Even if you were an international billionaire playboy car collector (and, this being AutoWeek, some of you are), you probably would not own more than 100 or 200 cars. If you could own a racetrack, you probably could not afford more than one. You could not jet around the world on a whim--especially with all those cars--to drive whatever track you were in the mood for at the moment. They tend to book Le Mans far ahead, after all. But as of Oct. 27, anybody with $59.95 can buy Forza Motorsport 3 (FM3) for Xbox 360 and do better than the best international billionaire playboy. Electronically speaking, that is.

FM3 features 400 detailed and accurate road and race cars that you can drive on 100 equally detailed and accurate international racetracks. You can customize your car, personalize a paint scheme or "buy" ready-made paint jobs with credits you get by racing, and you can "photograph" your car and show off the photos online.

FM3 has its strengths and some weaknesses. But it comes out many months before chief rival Gran Turismo 5 hits stores and has the largest collection of highly detailed cars and the most accurately detailed tracks now available on a home gaming console. FM3's developers invited us to Microsoft headquarters outside Seattle to have a look at the finished product, giving us a prism through which to glimpse this huge slice of the entertainment pie.

Video games are now part of a worldwide industry that passed the $30 billion sales mark worldwide and could hit $50 billion in as little as two or three years--fast surpassing movies, music and girlfriends as a way to dispose of your disposable income.

This gives game developers more leverage, especially in the automotive sector. Developers used to have to pay manufacturers for the rights to use real-life cars in their games. But the tide has turned.

"Now they're recognizing the marketing benefits," said FM3 content director John Wendl. "Research has tied purchase intent to exposure in video games. Forza did research and said, 'Look, games are selling cars for you.'" Now many manufacturers pay for exposure in games.

How did FM3 become such a powerhouse? Microsoft's Xbox was a big success before the original Forza Motorsport launched in May 2005. But with automotive-themed games such as Gran Turismo and Grand Theft Auto grabbing huge chunks of market share, Microsoft knew it had to do something big.

"Gran Turismo is the crown jewel for Sony," said Dan Greenawalt, game director at Microsoft's Turn 10 Studios, which made all of the Forza games. "Back in 2002, we decided we needed a crown jewel for our racing."
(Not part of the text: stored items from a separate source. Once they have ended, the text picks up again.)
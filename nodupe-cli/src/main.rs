use std::path::PathBuf;
use std::process::ExitCode;

use clap::{Parser, Subcommand};
use tracing::debug;

use nodupe_cli::commands::*;
use nodupe_cli::config::load_config;
use nodupe_cli::errors;
use nodupe_cli::output::OutputFormat;

#[derive(Parser)]
#[command(name = "nodupe")]
#[command(about = "Local file-deduplication engine with transactional apply and rollback")]
#[command(version, long_about = None)]
struct Cli {
    /// Configuration file path (TOML)
    #[arg(short, long, value_name = "FILE", global = true)]
    config: Option<PathBuf>,

    /// Output format
    #[arg(short, long, value_enum, default_value_t = OutputFormat::Human, global = true)]
    format: OutputFormat,

    /// Enable verbose output
    #[arg(short, long, global = true)]
    verbose: bool,

    #[command(subcommand)]
    command: Commands,
}

#[derive(Subcommand)]
enum Commands {
    /// Scan directory trees into the catalog
    Scan(ScanArgs),
    /// Build a duplicate-resolution plan from the catalog
    Plan(PlanArgs),
    /// Apply a plan as one transaction
    Apply(ApplyArgs),
    /// Verify a transaction against the filesystem
    Verify(VerifyArgs),
    /// Roll a transaction back from its snapshots
    Rollback(RollbackArgs),
    /// Query or cluster the similarity index
    Similarity(SimilarityArgs),
}

fn main() -> ExitCode {
    let cli = Cli::parse();

    // Initialize tracing; logs go to stderr so JSON output stays clean.
    if cli.verbose {
        tracing_subscriber::fmt()
            .with_max_level(tracing::Level::DEBUG)
            .with_writer(std::io::stderr)
            .init();
    } else {
        tracing_subscriber::fmt()
            .with_max_level(tracing::Level::INFO)
            .with_writer(std::io::stderr)
            .init();
    }

    match run(cli) {
        Ok(code) => ExitCode::from(code),
        Err(e) => {
            eprintln!("error: {e:#}");
            ExitCode::from(errors::exit_code(&e))
        }
    }
}

fn run(cli: Cli) -> anyhow::Result<u8> {
    let config = load_config(cli.config.as_deref())?;
    let context = nodupe_core::CoreContext::new(config)?;

    // Ctrl-C cancels the root token; a cancelled scan checkpoints and
    // exits cleanly.
    let cancel = context.cancel_token().clone();
    if let Err(e) = ctrlc::set_handler(move || {
        eprintln!("interrupt received, shutting down...");
        cancel.cancel();
    }) {
        debug!("Could not install signal handler: {}", e);
    }

    match cli.command {
        Commands::Scan(args) => handle_scan(&context, args, cli.format),
        Commands::Plan(args) => handle_plan(&context, args, cli.format),
        Commands::Apply(args) => handle_apply(&context, args, cli.format),
        Commands::Verify(args) => handle_verify(&context, args, cli.format),
        Commands::Rollback(args) => handle_rollback(&context, args, cli.format),
        Commands::Similarity(args) => handle_similarity(&context, args, cli.format),
    }
}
Forza games quickly became known for their realism--their "physics," as gamers describe the way cars realistically react to tuning and to skillful driving. The market responded. Forza Motorsport 1 sold more than 1.5 million copies. FM2 sold 3.5 million. The numbers for FM3 should continue to track upward.

Turn 10's people set the parameters for the new game early. They wanted something with incredible detail, cars so accurate they looked like photographs of real cars. They wanted tracks to match. And they wanted cars that reacted as closely as possible to the way real cars react to inputs and chassis setups. But the main challenge they sought to address was to make such a detailed product accessible to and enjoyable for everyone, from the dedicated gamer-driver to someone picking up a controller for the first time.

"We wanted to make the best [simulation] we could and still make it accessible to the arcade user," said Greenawalt.

In video-game lexicon, an "arcade" game is a fairly simple, easy-to-use, fun game that anyone can switch on and drive. It's like a cartoon. A "sim," or simulation, is far more detailed and accurate. It takes much more time for developers and players, as well as more effort and disc space.

"That's actually a really hard trick," said Greenawalt. "Most developers approach it as black-and-white--it's either a sim or an arcade. We wanted to accomplish both. So the game's like an onion. It has different layers depending on how deep you want to go."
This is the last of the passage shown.